Los estantes de las librerías recibieron en estos días tres novelas policiacas hechas por tres auténticos maestros del género: el sueco Lapidus, el estadounidense Winslow y la francesa Vargas. Imprescindibles.

Una vida de lujo, de Jens Lapidus. (SUMA)

La tercera entrega de la Trilogía Negra de Estocolmo sigue estando aparte del resto de los policiacos escandinavos. A Lapidus no le interesan los detectives meditabundos, la sociedad de bienestar que se va por la borda o los crueles crímenes en la nieve. Más cercano a James Ellroy, la suya es una saga del crimen que sigue tres ámbitos del bajo mundo de Estocolmo. Jorge, un dealer chileno; JW, estudiante que en la primera entrega vendía coca en los rincones más podridos de la élite local. Y el creciente poder de la mafia serbia en todos los aspectos de la vida criminal.

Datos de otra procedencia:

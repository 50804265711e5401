//! Auth service errors.

use sqlx::{
    Error,
    error::{DatabaseError, ErrorKind},
};
use thiserror::Error;

use crate::mailer::MailerError;

#[derive(Debug, Error)]
pub enum AuthServiceError {
    #[error("an account with this email already exists")]
    AlreadyExists,

    #[error("account not found")]
    NotFound,

    #[error("invalid email or password")]
    InvalidCredentials,

    #[error("invalid or expired token")]
    InvalidToken,

    #[error("invalid or expired reset code")]
    InvalidOtp,

    #[error("{0}")]
    Invalid(&'static str),

    #[error("storage error")]
    Sql(#[source] Error),

    #[error("password hashing error")]
    PasswordHash(#[source] argon2::password_hash::Error),

    #[error("token encoding error")]
    Token(#[source] jsonwebtoken::errors::Error),

    #[error("failed to send reset email")]
    Mail(#[from] MailerError),
}

impl From<Error> for AuthServiceError {
    fn from(error: Error) -> Self {
        if matches!(error, Error::RowNotFound) {
            return Self::NotFound;
        }

        match error.as_database_error().map(DatabaseError::kind) {
            Some(ErrorKind::UniqueViolation) => Self::AlreadyExists,
            Some(ErrorKind::Other | _) | None => Self::Sql(error),
        }
    }
}
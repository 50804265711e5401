//! Designs service.

use std::sync::Arc;

use async_trait::async_trait;
use mockall::automock;
use sqlx::PgPool;
use tracing::error;

use crate::{
    domain::{
        designs::{
            errors::DesignsServiceError,
            models::{DesignFilter, DesignPage, DesignRecord, DesignUuid, NewDesign},
            repository::PgDesignsRepository,
        },
        paging::{Page, page_count},
    },
    media::{MediaStore, ResourceClass, StoredAsset},
};

#[derive(Clone)]
pub struct PgDesignsService {
    repository: PgDesignsRepository,
    media: Arc<dyn MediaStore>,
}

impl PgDesignsService {
    #[must_use]
    pub fn new(pool: PgPool, media: Arc<dyn MediaStore>) -> Self {
        Self {
            repository: PgDesignsRepository::new(pool),
            media,
        }
    }

    /// Remove a stored object, logging instead of failing: the row delete is
    /// the primary operation.
    async fn destroy_asset(&self, asset: &StoredAsset, class: ResourceClass) {
        if let Err(err) = self.media.destroy(&asset.public_id, class).await {
            error!("failed to destroy stored object {}: {err}", asset.public_id);
        }
    }
}

#[async_trait]
impl DesignsService for PgDesignsService {
    async fn list_designs(
        &self,
        filter: DesignFilter,
        page: Page,
    ) -> Result<DesignPage, DesignsServiceError> {
        let (designs, total) = self.repository.list(&filter, page).await?;

        Ok(DesignPage {
            designs,
            total,
            page: page.number(),
            pages: page_count(total, page.limit()),
        })
    }

    async fn get_design(&self, design: DesignUuid) -> Result<DesignRecord, DesignsServiceError> {
        Ok(self.repository.get(design).await?)
    }

    async fn create_design(&self, design: NewDesign) -> Result<DesignRecord, DesignsServiceError> {
        Ok(self.repository.create(&design).await?)
    }

    async fn delete_design(&self, design: DesignUuid) -> Result<(), DesignsServiceError> {
        let record = self.repository.get(design).await?;

        self.destroy_asset(&record.image, ResourceClass::Image).await;

        if let Some(public_doc) = &record.public_doc {
            self.destroy_asset(public_doc, ResourceClass::Raw).await;
        }

        if let Some(private_doc) = &record.private_doc {
            self.destroy_asset(private_doc, ResourceClass::Raw).await;
        }

        let rows_affected = self.repository.delete(design).await?;
        if rows_affected == 0 {
            return Err(DesignsServiceError::NotFound);
        }

        Ok(())
    }
}

#[automock]
#[async_trait]
pub trait DesignsService: Send + Sync {
    /// One page of the catalogue matching `filter`, newest first.
    async fn list_designs(
        &self,
        filter: DesignFilter,
        page: Page,
    ) -> Result<DesignPage, DesignsServiceError>;

    /// Retrieve a single design.
    async fn get_design(&self, design: DesignUuid) -> Result<DesignRecord, DesignsServiceError>;

    /// Insert a design whose assets are already stored.
    async fn create_design(&self, design: NewDesign)
    -> Result<DesignRecord, DesignsServiceError>;

    /// Delete a design and its stored objects.
    async fn delete_design(&self, design: DesignUuid) -> Result<(), DesignsServiceError>;
}

#[cfg(test)]
mod tests {
    use testresult::TestResult;

    use crate::{
        domain::designs::models::DesignCategory,
        media::MockMediaStore,
        test::{TestContext, new_design, new_design_with_docs},
    };

    use super::*;

    fn service(ctx: &TestContext, media: MockMediaStore) -> PgDesignsService {
        PgDesignsService::new(ctx.pool().clone(), Arc::new(media))
    }

    #[tokio::test]
    async fn create_then_get_round_trip() -> TestResult {
        let ctx = TestContext::new().await;
        let designs = service(&ctx, MockMediaStore::new());

        let new = new_design("Hillside Villa", 50_000);
        let uuid = new.uuid;

        let created = designs.create_design(new).await?;
        assert_eq!(created.uuid, uuid);
        assert_eq!(created.price, 50_000);

        let fetched = designs.get_design(uuid).await?;
        assert_eq!(fetched.title, "Hillside Villa");
        assert!(fetched.private_doc.is_none());

        Ok(())
    }

    #[tokio::test]
    async fn get_unknown_design_returns_not_found() {
        let ctx = TestContext::new().await;
        let designs = service(&ctx, MockMediaStore::new());

        let result = designs.get_design(DesignUuid::new()).await;

        assert!(
            matches!(result, Err(DesignsServiceError::NotFound)),
            "expected NotFound, got {result:?}"
        );
    }

    #[tokio::test]
    async fn second_page_holds_the_remainder() -> TestResult {
        let ctx = TestContext::new().await;
        let designs = service(&ctx, MockMediaStore::new());

        for index in 0..15 {
            designs
                .create_design(new_design(&format!("Design {index}"), 1_000))
                .await?;
        }

        let first = designs
            .list_designs(DesignFilter::default(), Page::new(1, 12))
            .await?;
        let second = designs
            .list_designs(DesignFilter::default(), Page::new(2, 12))
            .await?;

        assert_eq!(first.designs.len(), 12);
        assert_eq!(second.designs.len(), 3);
        assert_eq!(first.total, 15);
        assert_eq!(first.pages, 2, "pages should be ceil(15/12)");
        assert_eq!(second.page, 2);

        // The slices must not overlap.
        for design in &second.designs {
            assert!(
                !first.designs.iter().any(|d| d.uuid == design.uuid),
                "design {} appeared on both pages",
                design.uuid
            );
        }

        Ok(())
    }

    #[tokio::test]
    async fn search_matches_title_and_description() -> TestResult {
        let ctx = TestContext::new().await;
        let designs = service(&ctx, MockMediaStore::new());

        designs.create_design(new_design("Lakeside Pavilion", 1_000)).await?;
        designs.create_design(new_design("City Office", 1_000)).await?;

        let by_title = designs
            .list_designs(
                DesignFilter {
                    search: Some("lakeside".to_string()),
                    ..DesignFilter::default()
                },
                Page::new(1, 12),
            )
            .await?;
        assert_eq!(by_title.designs.len(), 1);
        assert_eq!(by_title.designs[0].title, "Lakeside Pavilion");

        // Descriptions are generated as "<title> description".
        let by_description = designs
            .list_designs(
                DesignFilter {
                    search: Some("office description".to_string()),
                    ..DesignFilter::default()
                },
                Page::new(1, 12),
            )
            .await?;
        assert_eq!(by_description.designs.len(), 1);

        Ok(())
    }

    #[tokio::test]
    async fn price_range_and_category_filters_combine() -> TestResult {
        let ctx = TestContext::new().await;
        let designs = service(&ctx, MockMediaStore::new());

        designs.create_design(new_design("Cheap", 100)).await?;
        designs.create_design(new_design("Mid", 5_000)).await?;
        designs
            .create_design(NewDesign {
                category: DesignCategory::Commercial,
                ..new_design("Pricey", 90_000)
            })
            .await?;

        let in_range = designs
            .list_designs(
                DesignFilter {
                    min_price: Some(1_000),
                    max_price: Some(10_000),
                    ..DesignFilter::default()
                },
                Page::new(1, 12),
            )
            .await?;
        assert_eq!(in_range.designs.len(), 1);
        assert_eq!(in_range.designs[0].title, "Mid");

        let commercial = designs
            .list_designs(
                DesignFilter {
                    category: Some(DesignCategory::Commercial),
                    ..DesignFilter::default()
                },
                Page::new(1, 12),
            )
            .await?;
        assert_eq!(commercial.designs.len(), 1);
        assert_eq!(commercial.designs[0].title, "Pricey");

        Ok(())
    }

    #[tokio::test]
    async fn delete_destroys_stored_objects_and_row() -> TestResult {
        let ctx = TestContext::new().await;

        let mut media = MockMediaStore::new();
        media
            .expect_destroy()
            .times(3)
            .returning(|_public_id, _class| Ok(()));

        let designs = service(&ctx, media);

        let new = new_design_with_docs("Hillside Villa", 50_000);
        let uuid = new.uuid;
        designs.create_design(new).await?;

        designs.delete_design(uuid).await?;

        let result = designs.get_design(uuid).await;
        assert!(
            matches!(result, Err(DesignsServiceError::NotFound)),
            "expected NotFound after deletion, got {result:?}"
        );

        Ok(())
    }

    #[tokio::test]
    async fn delete_survives_media_failures() -> TestResult {
        let ctx = TestContext::new().await;

        let mut media = MockMediaStore::new();
        media.expect_destroy().times(1).returning(|_public_id, _class| {
            Err(crate::media::MediaStoreError::ObjectUnavailable)
        });

        let designs = service(&ctx, media);

        let new = new_design("Hillside Villa", 50_000);
        let uuid = new.uuid;
        designs.create_design(new).await?;

        // The row still goes away even though the provider refused.
        designs.delete_design(uuid).await?;

        let result = designs.get_design(uuid).await;
        assert!(matches!(result, Err(DesignsServiceError::NotFound)));

        Ok(())
    }

    #[tokio::test]
    async fn delete_unknown_design_returns_not_found() {
        let ctx = TestContext::new().await;
        let designs = service(&ctx, MockMediaStore::new());

        let result = designs.delete_design(DesignUuid::new()).await;

        assert!(
            matches!(result, Err(DesignsServiceError::NotFound)),
            "expected NotFound, got {result:?}"
        );
    }
}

Salvajes, de Don Winslow (Martínez Roca)

El boom de la novela negra en España ha llevado a que se publiquen autores de culto que antes sólo circulaban en las librerías en inglés. Don Winslow es uno de ellos. Después de su magnífica reconstrucción del narco mexicano en El poder del perro, la obra de Winslow encontró cabida en varias editoriales. Salvajes se inserta en la misma mitología, dura, sangrienta y sin concesiones, que Winslow construyó para el bajo mundo fronterizo en México. La novela transcurre en Baja California, mientras Ben, Chon y Ophelia se las tienen que ver con el Cártel de Baja.

El ejército furioso, ?de Fred Vargas (Siruela)

La serie del comisario Adamsberg es una de las cimas del policiaco francés reciente. Vargas, quien ha sido llamada más de una vez la reina en esta singular monarquía de autores criminales europeos, suele tener un acercamiento poco científico. Adamsberg, que se guía más por la hilación subjetiva de sus intuiciones, suele enfrentar casos que se presumen de índole sobrenatural, para luego revelar sus raíces criminales mundanas. En esta ocasión, se trata de una terrorífica leyenda medieval normanda: el ejército furioso, una horda de caballeros muertos vivientes que recorren el bosque haciendo justicia por su propia mano.